:: Instructions to follow ::
In the response, the entries must appear exactly as supplied.

:: Material for this task ::
=====
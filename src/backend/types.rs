//! Shared types for backend communication

use std::fmt;

use serde::{Deserialize, Deserializer, Serialize};
use serde_json::Value;

use crate::tags::split_tags;

/// Maximum number of reason tags shown on a recommendation card
pub const MAX_REASON_TAGS: usize = 8;

/// Item identifier as emitted by the backend.
///
/// The backend uses integer primary keys, but strings are accepted too. The
/// value is echoed back unchanged in feedback events.
#[derive(Debug, Clone, PartialEq, Eq, Hash, Serialize, Deserialize)]
#[serde(untagged)]
pub enum ItemId {
    Int(i64),
    Text(String),
}

impl fmt::Display for ItemId {
    fn fmt(&self, f: &mut fmt::Formatter<'_>) -> fmt::Result {
        match self {
            ItemId::Int(id) => write!(f, "{}", id),
            ItemId::Text(id) => f.write_str(id),
        }
    }
}

impl From<&str> for ItemId {
    fn from(value: &str) -> Self {
        match value.trim().parse::<i64>() {
            Ok(id) => ItemId::Int(id),
            Err(_) => ItemId::Text(value.to_string()),
        }
    }
}

/// Publication year; numeric columns may arrive as floats (`1999.0`)
#[derive(Debug, Clone, PartialEq, Serialize, Deserialize)]
#[serde(untagged)]
pub enum Year {
    Int(i64),
    Float(f64),
    Text(String),
}

impl fmt::Display for Year {
    fn fmt(&self, f: &mut fmt::Formatter<'_>) -> fmt::Result {
        match self {
            Year::Int(y) => write!(f, "{}", y),
            Year::Float(y) if y.fract() == 0.0 => write!(f, "{}", *y as i64),
            Year::Float(y) => write!(f, "{}", y),
            Year::Text(y) => f.write_str(y.trim()),
        }
    }
}

/// Search result from `/api/search`
#[derive(Debug, Clone, PartialEq, Serialize, Deserialize)]
pub struct SearchItem {
    pub id: ItemId,
    #[serde(default, deserialize_with = "null_as_default")]
    pub title: String,
    #[serde(default)]
    pub author: Option<String>,
    #[serde(default)]
    pub year: Option<Year>,
    #[serde(default)]
    pub availability: Option<String>,
    #[serde(default, rename = "abstract")]
    pub abstract_text: Option<String>,
    #[serde(default)]
    pub tags: Option<String>,
    #[serde(default)]
    pub subject: Option<String>,
}

impl SearchItem {
    /// Display tags: `tags` when present and non-empty, otherwise `subject`
    pub fn display_tags(&self) -> Vec<String> {
        let raw = non_blank(self.tags.as_deref()).or(non_blank(self.subject.as_deref()));
        raw.map(split_tags).unwrap_or_default()
    }

    pub fn display_author(&self) -> &str {
        non_blank(self.author.as_deref()).unwrap_or("Unknown author")
    }

    pub fn display_year(&self) -> Option<String> {
        self.year
            .as_ref()
            .map(|y| y.to_string())
            .filter(|y| !y.is_empty())
    }

    pub fn display_availability(&self) -> Option<&str> {
        non_blank(self.availability.as_deref())
    }

    pub fn is_available(&self) -> bool {
        self.display_availability()
            .map(|a| a.to_lowercase().contains("avail"))
            .unwrap_or(false)
    }

    pub fn display_abstract(&self) -> Option<&str> {
        non_blank(self.abstract_text.as_deref())
    }
}

/// Scored candidate from `/api/recommend`
#[derive(Debug, Clone, PartialEq, Serialize, Deserialize)]
pub struct Recommendation {
    pub item_id: ItemId,
    #[serde(default, deserialize_with = "null_as_default")]
    pub title: String,
    #[serde(default)]
    pub author: Option<String>,
    #[serde(default, deserialize_with = "null_as_default")]
    pub score: f64,
    #[serde(default, deserialize_with = "reason_list")]
    pub reason: Vec<String>,
}

impl Recommendation {
    pub fn display_author(&self) -> &str {
        non_blank(self.author.as_deref()).unwrap_or("Unknown author")
    }

    pub fn display_score(&self) -> String {
        format!("score {:.3}", self.score)
    }

    pub fn reason_tags(&self) -> &[String] {
        let end = self.reason.len().min(MAX_REASON_TAGS);
        &self.reason[..end]
    }
}

/// Body of `POST /api/feedback`
#[derive(Debug, Clone, PartialEq, Serialize, Deserialize)]
pub struct FeedbackEvent {
    pub uid: String,
    pub item_id: ItemId,
    pub action: String,
}

/// `null` decodes like a missing key
fn null_as_default<'de, D, T>(deserializer: D) -> Result<T, D::Error>
where
    D: Deserializer<'de>,
    T: Default + Deserialize<'de>,
{
    Ok(Option::<T>::deserialize(deserializer)?.unwrap_or_default())
}

/// Anything but an array yields no reasons; non-string entries are rendered as text
fn reason_list<'de, D: Deserializer<'de>>(deserializer: D) -> Result<Vec<String>, D::Error> {
    let reasons = match Value::deserialize(deserializer)? {
        Value::Array(values) => values
            .into_iter()
            .filter_map(|value| match value {
                Value::Null => None,
                Value::String(s) => Some(s),
                other => Some(other.to_string()),
            })
            .collect(),
        _ => Vec::new(),
    };
    Ok(reasons)
}

fn non_blank(value: Option<&str>) -> Option<&str> {
    value.map(str::trim).filter(|v| !v.is_empty())
}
=====
:: Problem solution ::
filename src/backend/types.rs
//! Shared types for backend communication

use std::fmt;

use serde::{Deserialize, Deserializer, Serialize};
use serde_json::Value;

use crate::tags::split_tags;

/// Maximum number of reason tags shown on a recommendation card
pub const MAX_REASON_TAGS: usize = 8;

/// Item identifier as emitted by the backend.
///
/// The backend uses integer primary keys, but strings are accepted too. The
/// value is echoed back unchanged in feedback events.
#[derive(Debug, Clone, PartialEq, Eq, Hash, Serialize, Deserialize)]
#[serde(untagged)]
pub enum ItemId {
    Int(i64),
    Text(String),
}

impl fmt::Display for ItemId {
    fn fmt(&self, f: &mut fmt::Formatter<'_>) -> fmt::Result {
        match self {
            ItemId::Int(id) => write!(f, "{}", id),
            ItemId::Text(id) => f.write_str(id),
        }
    }
}

impl From<&str> for ItemId {
    fn from(value: &str) -> Self {
        match value.trim().parse::<i64>() {
            Ok(id) => ItemId::Int(id),
            Err(_) => ItemId::Text(value.to_string()),
        }
    }
}

/// Publication year; numeric columns may arrive as floats (`1999.0`)
#[derive(Debug, Clone, PartialEq, Serialize, Deserialize)]
#[serde(untagged)]
pub enum Year {
    Int(i64),
    Float(f64),
    Text(String),
}

impl fmt::Display for Year {
    fn fmt(&self, f: &mut fmt::Formatter<'_>) -> fmt::Result {
        match self {
            Year::Int(y) => write!(f, "{}", y),
            Year::Float(y) if y.fract() == 0.0 => write!(f, "{}", *y as i64),
            Year::Float(y) => write!(f, "{}", y),
            Year::Text(y) => f.write_str(y.trim()),
        }
    }
}

/// Search result from `/api/search`
#[derive(Debug, Clone, PartialEq, Serialize, Deserialize)]
pub struct SearchItem {
    pub id: ItemId,
    #[serde(default, deserialize_with = "null_as_default")]
    pub title: String,
    #[serde(default)]
    pub author: Option<String>,
    #[serde(default)]
    pub year: Option<Year>,
    #[serde(default)]
    pub availability: Option<String>,
    #[serde(default, rename = "abstract")]
    pub abstract_text: Option<String>,
    #[serde(default)]
    pub tags: Option<String>,
    #[serde(default)]
    pub subject: Option<String>,
}

impl SearchItem {
    /// Display tags: `tags` when present and non-empty, otherwise `subject`
    pub fn display_tags(&self) -> Vec<String> {
        let raw = non_blank(self.tags.as_deref()).or(non_blank(self.subject.as_deref()));
        raw.map(split_tags).unwrap_or_default()
    }

    pub fn display_author(&self) -> &str {
        non_blank(self.author.as_deref()).unwrap_or("Unknown author")
    }

    pub fn display_year(&self) -> Option<String> {
        self.year
            .as_ref()
            .map(|y| y.to_string())
            .filter(|y| !y.is_empty())
    }

    pub fn display_availability(&self) -> Option<&str> {
        non_blank(self.availability.as_deref())
    }

    pub fn is_available(&self) -> bool {
        self.display_availability()
            .map(|a| a.to_lowercase().contains("avail"))
            .unwrap_or(false)
    }

    pub fn display_abstract(&self) -> Option<&str> {
        non_blank(self.abstract_text.as_deref())
    }
}

/// Scored candidate from `/api/recommend`
#[derive(Debug, Clone, PartialEq, Serialize, Deserialize)]
pub struct Recommendation {
    pub item_id: ItemId,
    #[serde(default, deserialize_with = "null_as_default")]
    pub title: String,
    #[serde(default)]
    pub author: Option<String>,
    #[serde(default, deserialize_with = "null_as_default")]
    pub score: f64,
    #[serde(default, deserialize_with = "reason_list")]
    pub reason: Vec<String>,
}

impl Recommendation {
    pub fn display_author(&self) -> &str {
        non_blank(self.author.as_deref()).unwrap_or("Unknown author")
    }

    pub fn display_score(&self) -> String {
        format!("score {:.3}", self.score)
    }

    pub fn reason_tags(&self) -> &[String] {
        let end = self.reason.len().min(MAX_REASON_TAGS);
        &self.reason[..end]
    }
}

/// Body of `POST /api/feedback`
#[derive(Debug, Clone, PartialEq, Serialize, Deserialize)]
pub struct FeedbackEvent {
    pub uid: String,
    pub item_id: ItemId,
    pub action: String,
}

/// `null` decodes like a missing key
fn null_as_default<'de, D, T>(deserializer: D) -> Result<T, D::Error>
where
    D: Deserializer<'de>,
    T: Default + Deserialize<'de>,
{
    Ok(Option::<T>::deserialize(deserializer)?.unwrap_or_default())
}

/// Anything but an array yields no reasons; non-string entries are rendered as text
fn reason_list<'de, D: Deserializer<'de>>(deserializer: D) -> Result<Vec<String>, D::Error> {
    let reasons = match Value::deserialize(deserializer)? {
        Value::Array(values) => values
            .into_iter()
            .filter_map(|value| match value {
                Value::Null => None,
                Value::String(s) => Some(s),
                other => Some(other.to_string()),
            })
            .collect(),
        _ => Vec::new(),
    };
    Ok(reasons)
}

fn non_blank(value: Option<&str>) -> Option<&str> {
    value.map(str::trim).filter(|v| !v.is_empty())
}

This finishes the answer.